One fail-safe test of a writer’s reputation is to see how many times his or her books get taken out of the London Library. Here, alas, John Lodwick (1916–1959) scores particularly badly. If The Butterfly Net (‘filled with a lot of booksy talk and worldly philosophising,’ Angus Wilson pronounced in 1954) has run to all of five borrowers in the last five years, then The Starless Night (1955) seems not to have left the shelves since 1991. All this suggests that the title of Geoffrey Elliott’s valiant attempt to reconstruct Lodwick’s lost, vagrant and sometimes violent life is painfully accurate.
Why should this writer, who published nearly a score of well-regarded novels before dying in a Spanish road accident, have fallen so irretrievably off the map? It was Cyril Connolly who remarked that those whom the gods wish to destroy they first endow with promise; and the sparkle of The Cradle of Neptune (1951), an account of a deeply unhappy apprenticeship at Dartmouth Naval College, was there for all to see. Somerset Maugham approved; Anthony Powell, reviewing it for the TLS, allowed the presence of ‘notable gifts’. But there were also complaints about unevenness and imagination taking second place to the roman à clef.

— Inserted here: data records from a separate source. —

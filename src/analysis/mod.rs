pub mod alignment;
pub mod analyzer;
pub mod collectors;
pub mod forest;
pub mod include_check;
pub mod index;
pub mod properties;
pub mod report;

pub use analyzer::{analyze_source, AnalysisOutput};
pub use forest::{MacroExpansionArgument, MacroExpansionNode, MacroForest};
pub use report::{InvocationRecord, ReportLine};
//! Declaration parsing: specifiers, declarators, struct/union/enum bodies,
//! typedefs, and function definitions.

use crate::common::error::Result;
use crate::common::source::Span;
use crate::frontend::lexer::TokenKind;

use super::ast::{
    DerivedDeclarator, EnumConstantDeclData, EnumDeclData, FieldDeclData, FunctionDeclData,
    NodeId, NodeKind, ParamDeclData, RecordDeclData, TypeLocData, TypeSpecifier, TypedefDeclData,
    VarDeclData,
};
use super::parser::Parser;

/// Storage-class and typedef flags gathered from declaration specifiers.
#[derive(Debug, Default, Clone, Copy)]
pub(super) struct SpecFlags {
    pub is_typedef: bool,
    pub is_static: bool,
    pub is_extern: bool,
}

pub(super) struct SpecInfo {
    pub spec: TypeSpecifier,
    pub flags: SpecFlags,
    pub first_tok: usize,
    pub last_tok: usize,
}

/// A parsed declarator before flattening: pointer count, optional nested
/// declarator (function pointers), name, and suffixes in source order.
struct DeclTree {
    pointers: usize,
    inner: Option<Box<DeclTree>>,
    name: Option<(String, Span)>,
    suffixes: Vec<Suffix>,
}

enum Suffix {
    Array(Option<NodeId>),
    Function(Vec<NodeId>, bool),
}
//! Expression parsing with C precedence.

use crate::common::error::Result;
use crate::frontend::lexer::TokenKind;

use super::ast::{BinOp, NodeId, NodeKind, PostfixOp, UnaryOp};
use super::parser::Parser;

fn bin_prec(kind: &TokenKind) -> Option<(BinOp, u8)> {
    use TokenKind::*;
    Some(match kind {
        PipePipe => (BinOp::LogicalOr, 0),
        AmpAmp => (BinOp::LogicalAnd, 1),
        Pipe => (BinOp::BitOr, 2),
        Caret => (BinOp::BitXor, 3),
        Amp => (BinOp::BitAnd, 4),
        EqualEqual => (BinOp::Eq, 5),
        BangEqual => (BinOp::Ne, 5),
        Less => (BinOp::Lt, 6),
        LessEqual => (BinOp::Le, 6),
        Greater => (BinOp::Gt, 6),
        GreaterEqual => (BinOp::Ge, 6),
        LessLess => (BinOp::Shl, 7),
        GreaterGreater => (BinOp::Shr, 7),
        Plus => (BinOp::Add, 8),
        Minus => (BinOp::Sub, 8),
        Star => (BinOp::Mul, 9),
        Slash => (BinOp::Div, 9),
        Percent => (BinOp::Mod, 9),
        _ => return None,
    })
}

fn compound_assign_op(kind: &TokenKind) -> Option<BinOp> {
    use TokenKind::*;
    Some(match kind {
        PlusAssign => BinOp::Add,
        MinusAssign => BinOp::Sub,
        StarAssign => BinOp::Mul,
        SlashAssign => BinOp::Div,
        PercentAssign => BinOp::Mod,
        AmpAssign => BinOp::BitAnd,
        PipeAssign => BinOp::BitOr,
        CaretAssign => BinOp::BitXor,
        LessLessAssign => BinOp::Shl,
        GreaterGreaterAssign => BinOp::Shr,
        _ => return None,
    })
}

impl<'a> Parser<'a> {
    /// Full expression (comma level).
    pub(super) fn parse_expr(&mut self) -> Result<NodeId> {
        let first = self.pos;
        let mut lhs = self.parse_assignment()?;
        while self.eat(&TokenKind::Comma) {
            let rhs = self.parse_assignment()?;
            lhs = self.finish(NodeKind::Comma(lhs, rhs), first);
        }
        Ok(lhs)
    }

    pub(super) fn parse_assignment(&mut self) -> Result<NodeId> {
        let first = self.pos;
        let lhs = self.parse_conditional()?;
        if self.eat(&TokenKind::Assign) {
            let rhs = self.parse_assignment()?;
            return Ok(self.finish(NodeKind::Assign(lhs, rhs), first));
        }
        if let Some(op) = compound_assign_op(self.kind()) {
            self.bump();
            let rhs = self.parse_assignment()?;
            return Ok(self.finish(NodeKind::CompoundAssign(op, lhs, rhs), first));
        }
        Ok(lhs)
    }

    pub(super) fn parse_conditional(&mut self) -> Result<NodeId> {
        let first = self.pos;
        let cond = self.parse_binary(0)?;
        if self.eat(&TokenKind::Question) {
            let then = self.parse_expr()?;
            self.expect(&TokenKind::Colon, "':' in conditional")?;
            let other = self.parse_conditional()?;
            return Ok(self.finish(NodeKind::Conditional(cond, then, other), first));
        }
        Ok(cond)
    }

    fn parse_binary(&mut self, min_prec: u8) -> Result<NodeId> {
        let first = self.pos;
        let mut lhs = self.parse_cast_expr()?;
        while let Some((op, prec)) = bin_prec(self.kind()) {
            if prec < min_prec {
                break;
            }
            self.bump();
            let rhs = self.parse_binary(prec + 1)?;
            lhs = self.finish(NodeKind::BinaryOp(op, lhs, rhs), first);
        }
        Ok(lhs)
    }

    fn parse_cast_expr(&mut self) -> Result<NodeId> {
        if self.at(&TokenKind::LParen) {
            // A parenthesized type name is a cast (or compound literal).
            let saved = self.pos;
            self.bump();
            if self.is_type_name_start() {
                let first = saved;
                let type_loc = self.parse_type_name()?;
                self.expect(&TokenKind::RParen, "')' after cast type")?;
                let operand = if self.at(&TokenKind::LBrace) {
                    self.parse_initializer()?
                } else {
                    self.parse_cast_expr()?
                };
                return Ok(self.finish(NodeKind::Cast(type_loc, operand), first));
            }
            self.pos = saved;
        }
        self.parse_unary()
    }

    fn parse_unary(&mut self) -> Result<NodeId> {
        use TokenKind::*;
        let first = self.pos;
        match self.kind().clone() {
            PlusPlus => {
                self.bump();
                let e = self.parse_unary()?;
                Ok(self.finish(NodeKind::UnaryOp(UnaryOp::PreInc, e), first))
            }
            MinusMinus => {
                self.bump();
                let e = self.parse_unary()?;
                Ok(self.finish(NodeKind::UnaryOp(UnaryOp::PreDec, e), first))
            }
            Plus => {
                self.bump();
                let e = self.parse_cast_expr()?;
                Ok(self.finish(NodeKind::UnaryOp(UnaryOp::Plus, e), first))
            }
            Minus => {
                self.bump();
                let e = self.parse_cast_expr()?;
                Ok(self.finish(NodeKind::UnaryOp(UnaryOp::Neg, e), first))
            }
            Tilde => {
                self.bump();
                let e = self.parse_cast_expr()?;
                Ok(self.finish(NodeKind::UnaryOp(UnaryOp::BitNot, e), first))
            }
            Bang => {
                self.bump();
                let e = self.parse_cast_expr()?;
                Ok(self.finish(NodeKind::UnaryOp(UnaryOp::LogicalNot, e), first))
            }
            Star => {
                self.bump();
                let e = self.parse_cast_expr()?;
                Ok(self.finish(NodeKind::Deref(e), first))
            }
            Amp => {
                self.bump();
                let e = self.parse_cast_expr()?;
                Ok(self.finish(NodeKind::AddressOf(e), first))
            }
            Sizeof => {
                self.bump();
                if self.at(&LParen) {
                    let saved = self.pos;
                    self.bump();
                    if self.is_type_name_start() {
                        let type_loc = self.parse_type_name()?;
                        self.expect(&RParen, "')' after sizeof type")?;
                        return Ok(self.finish(NodeKind::SizeofType(type_loc), first));
                    }
                    self.pos = saved;
                }
                let e = self.parse_unary()?;
                Ok(self.finish(NodeKind::SizeofExpr(e), first))
            }
            _ => self.parse_postfix(),
        }
    }

    fn parse_postfix(&mut self) -> Result<NodeId> {
        use TokenKind::*;
        let first = self.pos;
        let mut e = self.parse_primary()?;
        loop {
            match self.kind().clone() {
                LBracket => {
                    self.bump();
                    let idx = self.parse_expr()?;
                    self.expect(&RBracket, "']' after subscript")?;
                    e = self.finish(NodeKind::Index(e, idx), first);
                }
                LParen => {
                    self.bump();
                    let mut args = Vec::new();
                    if !self.at(&RParen) {
                        loop {
                            args.push(self.parse_assignment()?);
                            if !self.eat(&Comma) {
                                break;
                            }
                        }
                    }
                    self.expect(&RParen, "')' after call arguments")?;
                    e = self.finish(NodeKind::Call(e, args), first);
                }
                Dot => {
                    self.bump();
                    let Some(field) = self.ident_text().map(|s| s.to_string()) else {
                        return Err(self.error("expected field name after '.'"));
                    };
                    self.bump();
                    e = self.finish(NodeKind::Member(e, field), first);
                }
                Arrow => {
                    self.bump();
                    let Some(field) = self.ident_text().map(|s| s.to_string()) else {
                        return Err(self.error("expected field name after '->'"));
                    };
                    self.bump();
                    e = self.finish(NodeKind::ArrowMember(e, field), first);
                }
                PlusPlus => {
                    self.bump();
                    e = self.finish(NodeKind::PostfixOp(PostfixOp::PostInc, e), first);
                }
                MinusMinus => {
                    self.bump();
                    e = self.finish(NodeKind::PostfixOp(PostfixOp::PostDec, e), first);
                }
                _ => return Ok(e),
            }
        }
    }

    fn parse_primary(&mut self) -> Result<NodeId> {
        use TokenKind::*;
        let first = self.pos;
        match self.kind().clone() {
            IntLiteral(v) => {
                self.bump();
                Ok(self.finish(NodeKind::IntLiteral(v), first))
            }
            UIntLiteral(v) => {
                self.bump();
                Ok(self.finish(NodeKind::UIntLiteral(v), first))
            }
            FloatLiteral(v) => {
                self.bump();
                Ok(self.finish(NodeKind::FloatLiteral(v), first))
            }
            StringLiteral(s) => {
                // Adjacent string literals concatenate into one node.
                let mut value = s;
                self.bump();
                while let StringLiteral(next) = self.kind().clone() {
                    value.push_str(&next);
                    self.bump();
                }
                Ok(self.finish(NodeKind::StringLiteral(value), first))
            }
            CharLiteral(c) => {
                self.bump();
                Ok(self.finish(NodeKind::CharLiteral(c), first))
            }
            Identifier(name) => {
                self.bump();
                Ok(self.finish(NodeKind::DeclRef(name), first))
            }
            LParen => {
                self.bump();
                let e = self.parse_expr()?;
                self.expect(&RParen, "')'")?;
                Ok(self.finish(NodeKind::Paren(e), first))
            }
            other => Err(self.error(format!("expected expression, got '{}'", other.text()))),
        }
    }
}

The autobiographical shadings of Lodwick’s oeuvre make regular appearances in A Forgotten Man, if only because so little of his fraught existence is there to be reconstituted. The subject admitted to three marriages (there may well have been four) and while Elliott is on firmish ground with a childhood spent in India and at his grandfather’s house in Cheltenham — Lodwick senior was killed by a German U-boat — a prewar sojourn in Dublin is more or less beyond recovery.